I was in this seat, and it became clear that we had an opportunity to pull together all the various assets in the state. And Brandon [Dennison] was the orchestra conductor, as we describe it. What we realized is that each of us plays a different instrument, but we needed one piece of sheet music. And it was Brandon's goal to bring us all together and put our energy toward that one piece of sheet music, which was the ACT Now Coalition. Brandon reached out and said, ‘Let’s get the two largest municipalities, Huntington and Charleston, with the two flagship universities, West Virginia and Marshall University. Let's get these nonprofits and private industry together and let's start to talk about the problems we can solve together that we can't solve individually and go after this as one.’ And that's how we came together.
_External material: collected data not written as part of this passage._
/*
 * Responsibility
 * - middleware の公開インターフェース (re-export)
 * - auth::gate::apply (gate stage を middleware として登録), http::apply など
 */
pub mod auth;
pub mod bearer_auth;
pub mod http;

pub use bearer_auth::bearer_token;
pub mod auth;
pub mod gate;
pub mod orders;
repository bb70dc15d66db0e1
/*
 * Responsibility
 * - v1 の URL 構造を定義
 * - /health, /online-store (注文), /online-store/{token,non-user-token,non-customer-token} (credential 発行) を merge
 * - gate の構成方式 (inline / staged) に応じて、注文ルートに route_layer を掛けるかをここで決める
 */
use axum::{
    Router,
    routing::{get, post},
};

use crate::{
    config::GateComposition,
    middleware,
    state::AppState,
};

use crate::api::v1::handlers::{
    health::health,
    orders::{process_order_inline, process_order_staged},
    tokens::{issue_customer_token, issue_non_customer_token, issue_non_user_token},
};

pub fn routes(state: &AppState, composition: GateComposition) -> Router<AppState> {
    let orders = match composition {
        GateComposition::Inline => {
            Router::new().route("/online-store", post(process_order_inline))
        }
        GateComposition::Staged => middleware::auth::gate::apply(
            Router::new().route("/online-store", post(process_order_staged)),
            state.orders.filters(),
        ),
    };

    Router::new()
        .route("/health", get(health))
        .route("/online-store/token", get(issue_customer_token))
        .route("/online-store/non-user-token", get(issue_non_user_token))
        .route(
            "/online-store/non-customer-token",
            get(issue_non_customer_token),
        )
        .merge(orders)
}
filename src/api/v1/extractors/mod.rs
pub mod identity;

pub use identity::Identity;
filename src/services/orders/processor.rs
use std::sync::Arc;

use rust_decimal::Decimal;
use thiserror::Error;
use tracing::info;

use crate::services::orders::Order;

/// Orders below this amount are refused by the business rule.
pub const MINIMUM_AMOUNT: Decimal = Decimal::ONE_HUNDRED;

#[derive(Debug, Clone, Error, PartialEq, Eq)]
pub enum BusinessError {
    #[error("insufficient amount ${amount} for order {order_id}")]
    InsufficientAmount { order_id: String, amount: Decimal },
}

#[derive(Debug, Error)]
pub enum ProcessError {
    #[error(transparent)]
    Business(#[from] BusinessError),
    /// Completion failed for a reason outside the business rule.
    #[error("order fulfillment failed: {0:#}")]
    Fulfillment(anyhow::Error),
}

/// The external side effect of completing an order.
pub trait OrderFulfillment: Send + Sync {
    fn complete(&self, order: &Order) -> anyhow::Result<()>;
}

/// Default fulfillment: records the order in the log.
#[derive(Debug, Clone, Copy, Default)]
pub struct LogFulfillment;

impl OrderFulfillment for LogFulfillment {
    fn complete(&self, order: &Order) -> anyhow::Result<()> {
        info!(order_id = %order.order_id, amount = %order.amount, "processing order");
        Ok(())
    }
}

#[derive(Clone)]
pub struct OrderProcessor {
    fulfillment: Arc<dyn OrderFulfillment>,
}

impl std::fmt::Debug for OrderProcessor {
    fn fmt(&self, f: &mut std::fmt::Formatter<'_>) -> std::fmt::Result {
        f.debug_struct("OrderProcessor")
            .field("minimum_amount", &MINIMUM_AMOUNT)
            .finish()
    }
}

impl Default for OrderProcessor {
    fn default() -> Self {
        Self::new(Arc::new(LogFulfillment))
    }
}

impl OrderProcessor {
    pub fn new(fulfillment: Arc<dyn OrderFulfillment>) -> Self {
        Self { fulfillment }
    }

    /// Apply the minimum-amount rule, then complete the order.
    ///
    /// Exactly [`MINIMUM_AMOUNT`] is accepted.
    pub fn process(&self, order: &Order) -> Result<(), ProcessError> {
        if order.amount < MINIMUM_AMOUNT {
            return Err(BusinessError::InsufficientAmount {
                order_id: order.order_id.clone(),
                amount: order.amount,
            }
            .into());
        }

        self.fulfillment
            .complete(order)
            .map_err(ProcessError::Fulfillment)
    }
}
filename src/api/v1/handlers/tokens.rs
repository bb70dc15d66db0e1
/*
 * Responsibility
 * - 動作確認用の credential 発行 (GET)
 *   - /online-store/token: subject + Customer
 *   - /online-store/non-user-token: subject なし + Customer
 *   - /online-store/non-customer-token: subject + 空の role
 */
use axum::{Json, extract::State};

use crate::{
    api::v1::dto::tokens::TokenResponse,
    error::AppError,
    services::orders::CUSTOMER_ROLE,
    state::AppState,
};

const DEMO_SUBJECT: &str = "John";

pub async fn issue_customer_token(
    State(state): State<AppState>,
) -> Result<Json<TokenResponse>, AppError> {
    issue(&state, Some(DEMO_SUBJECT), CUSTOMER_ROLE)
}

pub async fn issue_non_user_token(
    State(state): State<AppState>,
) -> Result<Json<TokenResponse>, AppError> {
    issue(&state, None, CUSTOMER_ROLE)
}

pub async fn issue_non_customer_token(
    State(state): State<AppState>,
) -> Result<Json<TokenResponse>, AppError> {
    issue(&state, Some(DEMO_SUBJECT), "")
}

fn issue(
    state: &AppState,
    subject: Option<&str>,
    role: &str,
) -> Result<Json<TokenResponse>, AppError> {
    let access_token = state.codec.issue(subject, role)?;

    Ok(Json(TokenResponse {
        access_token,
        token_type: "Bearer",
        expires_in: state.codec.ttl_seconds(),
    }))
}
Brad Smith, president of Marshall University

Building on its strong working relationships with nonprofits, universities, and the municipalities forged in the two decades prior, Coalfield and grassroots partners convened a coalition broader than any previously seen in the southern part of the state, including community-based organizations that had been pioneering community and economic development initiatives for two decades; WVU and Marshall University; unions for carpenters, electrical workers, mine workers, and utility workers; and Black-led churches. From there, the groundwork was laid for a strong vision: West Virginia could leverage its natural and energy assets to enable a “just transition,” specifically by investing in the skills and capabilities of its people to evolve from an economy based on extraction to one rooted in climate change mitigation.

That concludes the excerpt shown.